Enter configuration mode.

Step 2

router bgp as-number

Example:

switch-1(config)# router bgp 200
switch-1(config-router)#

Enter BGP router configuration mode.

Step 3

neighbor ipv6-address remote-as as-number

Example:

switch-1(config-router)# neighbor fc:1234::1 remote-as 100
switch-1(config-router-neighbor)#

Enter BGP router configuration mode.

Step 4

address-family l2vpn evpn

Example:

switch(config-router-neighbor)# address-family l2vpn evpn
switch(config-router-neighbor-af)#

Configure the address family for unicast traffic that EVPN VXLAN will handoff to L3VPN SRv6.

Step 5

import vpn unicast route-map name [reoriginate]

Example:

switch-1(config-router-neighbor-af)# import vpn unicast route-map test reoriginate 
switch-1(config-router-neighbor-af)#

Configure the IPv4 or IPv6 address family for unicast traffic that EVPN VXLAN will handoff to L3VPN SRv6. This command enables routes learned from the EVPN VXLAN domain to be advertised to the L3VPN SRv6 domain. Using the optional reoriginate keyword advertises only domain-specific RTs.

What to do next

For bidirectional route advertisement, configure importing L3VPN SRv6 routes into the EVPN VXLAN fabric.
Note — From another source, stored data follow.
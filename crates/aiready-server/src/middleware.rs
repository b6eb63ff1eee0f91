use std::{
    collections::HashSet,
    sync::Arc,
    time::{Duration, Instant},
};

use axum::{
    extract::{Request, State},
    http::{header::AUTHORIZATION, HeaderValue, StatusCode},
    middleware::Next,
    response::{IntoResponse, Response},
    Json,
};
use serde::Serialize;
use tokio::sync::Mutex;
use uuid::Uuid;

/// Newtype wrapping a request ID string, stored as a request extension.
#[derive(Debug, Clone)]
pub struct RequestId(pub String);

/// API key auth settings used by middleware.
#[derive(Debug, Clone)]
pub struct AuthState {
    api_keys: Arc<HashSet<String>>,
    pub enabled: bool,
}

impl AuthState {
    /// Builds auth config from `AIREADY_API_KEYS` (comma-separated bearer tokens).
    ///
    /// In development, empty/missing keys disable auth for local iteration.
    /// In non-development envs, empty/missing keys fail startup.
    pub fn from_env(is_development: bool) -> anyhow::Result<Self> {
        let raw = std::env::var("AIREADY_API_KEYS").unwrap_or_default();
        let keys: HashSet<String> = raw
            .split(',')
            .map(str::trim)
            .filter(|s| !s.is_empty())
            .map(ToOwned::to_owned)
            .collect();

        if keys.is_empty() {
            if is_development {
                tracing::warn!(
                    "AIREADY_API_KEYS not set; bearer auth disabled in development environment"
                );
                return Ok(Self {
                    api_keys: Arc::new(HashSet::new()),
                    enabled: false,
                });
            }

            anyhow::bail!(
                "AIREADY_API_KEYS is required outside development; provide comma-separated bearer tokens"
            );
        }

        Ok(Self {
            api_keys: Arc::new(keys),
            enabled: true,
        })
    }

    fn allows(&self, token: &str) -> bool {
        self.api_keys.contains(token)
    }
}

#[derive(Debug, Clone)]
struct RateLimitWindow {
    started_at: Instant,
    count: usize,
}

/// Sliding fixed-window limiter for simple API protection.
#[derive(Debug, Clone)]
pub struct RateLimitState {
    max_requests: usize,
    window: Duration,
    state: Arc<Mutex<RateLimitWindow>>,
}

impl RateLimitState {
    #[must_use]
    pub fn new(max_requests: usize, window: Duration) -> Self {
        Self {
            max_requests,
            window,
            state: Arc::new(Mutex::new(RateLimitWindow {
                started_at: Instant::now(),
                count: 0,
            })),
        }
    }
}

#[derive(Debug, Serialize)]
struct MiddlewareErrorBody {
    error: MiddlewareError,
}

#[derive(Debug, Serialize)]
struct MiddlewareError {
    code: &'static str,
    message: &'static str,
}

/// Axum middleware that extracts or generates a request ID.
///
/// If the incoming request has an `x-request-id` header, that value is used.
/// Otherwise a new `UUIDv4` is generated. The ID is:
/// - Inserted into request extensions as [`RequestId`]
/// - Set on the response as the `x-request-id` header
pub async fn request_id(mut req: Request, next: Next) -> Response {
    let id = req
        .headers()
        .get("x-request-id")
        .and_then(|v| v.to_str().ok())
        .map_or_else(|| Uuid::new_v4().to_string(), String::from);

    req.extensions_mut().insert(RequestId(id.clone()));

    let mut res = next.run(req).await;

    if let Ok(val) = HeaderValue::from_str(&id) {
        res.headers_mut().insert("x-request-id", val);
    }

    res
}

/// Middleware enforcing Bearer token auth when enabled.
pub async fn require_bearer_auth(
    State(auth): State<AuthState>,
    req: Request,
    next: Next,
) -> Response {
    if !auth.enabled {
        return next.run(req).await;
    }

    let token = extract_bearer_token(req.headers().get(AUTHORIZATION));

    match token {
        Some(token) if auth.allows(token) => next.run(req).await,
        _ => (
            StatusCode::UNAUTHORIZED,
            Json(MiddlewareErrorBody {
                error: MiddlewareError {
                    code: "unauthorized",
                    message: "missing or invalid bearer token",
                },
            }),
        )
            .into_response(),
    }
}

/// Middleware enforcing a fixed request-per-window limit.
pub async fn enforce_rate_limit(
    State(rate_limit): State<RateLimitState>,
    req: Request,
    next: Next,
) -> Response {
    let mut window = rate_limit.state.lock().await;
    let elapsed = window.started_at.elapsed();

    if elapsed >= rate_limit.window {
        window.started_at = Instant::now();
        window.count = 0;
    }

    if window.count >= rate_limit.max_requests {
        return (
            StatusCode::TOO_MANY_REQUESTS,
            Json(MiddlewareErrorBody {
                error: MiddlewareError {
                    code: "rate_limited",
                    message: "rate limit exceeded",
                },
            }),
        )
            .into_response();
    }

    window.count += 1;
    drop(window);

    next.run(req).await
}

fn extract_bearer_token(value: Option<&HeaderValue>) -> Option<&str> {
    value
        .and_then(|v| v.to_str().ok())
        .and_then(|v| v.strip_prefix("Bearer "))
        .filter(|s| !s.trim().is_empty())
}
Example Configuration for VXLAN EVPN to L3VPN SRv6 Handoff

This example provides the configuration steps to enable VXLAN EVPN to L3VPN handoff using SRv6, including VRF setup, interface configuration, and BGP peering. 
feature vn-segment-vlan-based
feature nv overlay 
feature interface-vlan
nv overlay evpn
feature srv6

vrf context customer1
vni 10000
rd auto
address-family ipv4 unicast
route-target both 1:1
route-target both auto evpn
address-family ipv6 unicast
route-target both 1:1
route-target both auto evpn

segment-routing
srv6
encapsulation
source-address loopback1
locators
locator DCI_1
prefix café:1234::/64

interface loopback0
ip address 10.1.1.0/32

interface loopback1
ip address 10.1.1.1/32
ipv6 address fc:4567::1/128

interface nve1
source-interface loopback0
member vni 10000 associate-vrf
host-reachability protocol bgp  

vlan 100
vn-segment 10000

interface vlan 100
ip forward
ipv6 address use-link-local-only
vrf member customer1

router bgp 65000
segment-routing srv6
locator DCI_1
neighbor 10.2.2.2 remote-as 200
remote-as 75000
address-family l2vpn evpn
import vpn route-map | reoriginate
neighbor fc:1234::1 remote-as 100
remote-as 65000
address-family vpnv4 unicast
import l2vpn evpn route-map | reoriginate
address-family vpnv6 unicast
import l2vpn evpn route-map | reoriginate

vrf customer
segment-routing srv6
alloc-mode per-vrf
address-family ipv4 unicast
address-family ipv6 unicast

Note

In the vni number command, do not use the L3 keyword during configuration of VNI under VRF, as the new L3 VNI configuration is not supported on VLAN-BD for VNIs which are dynamically allocated.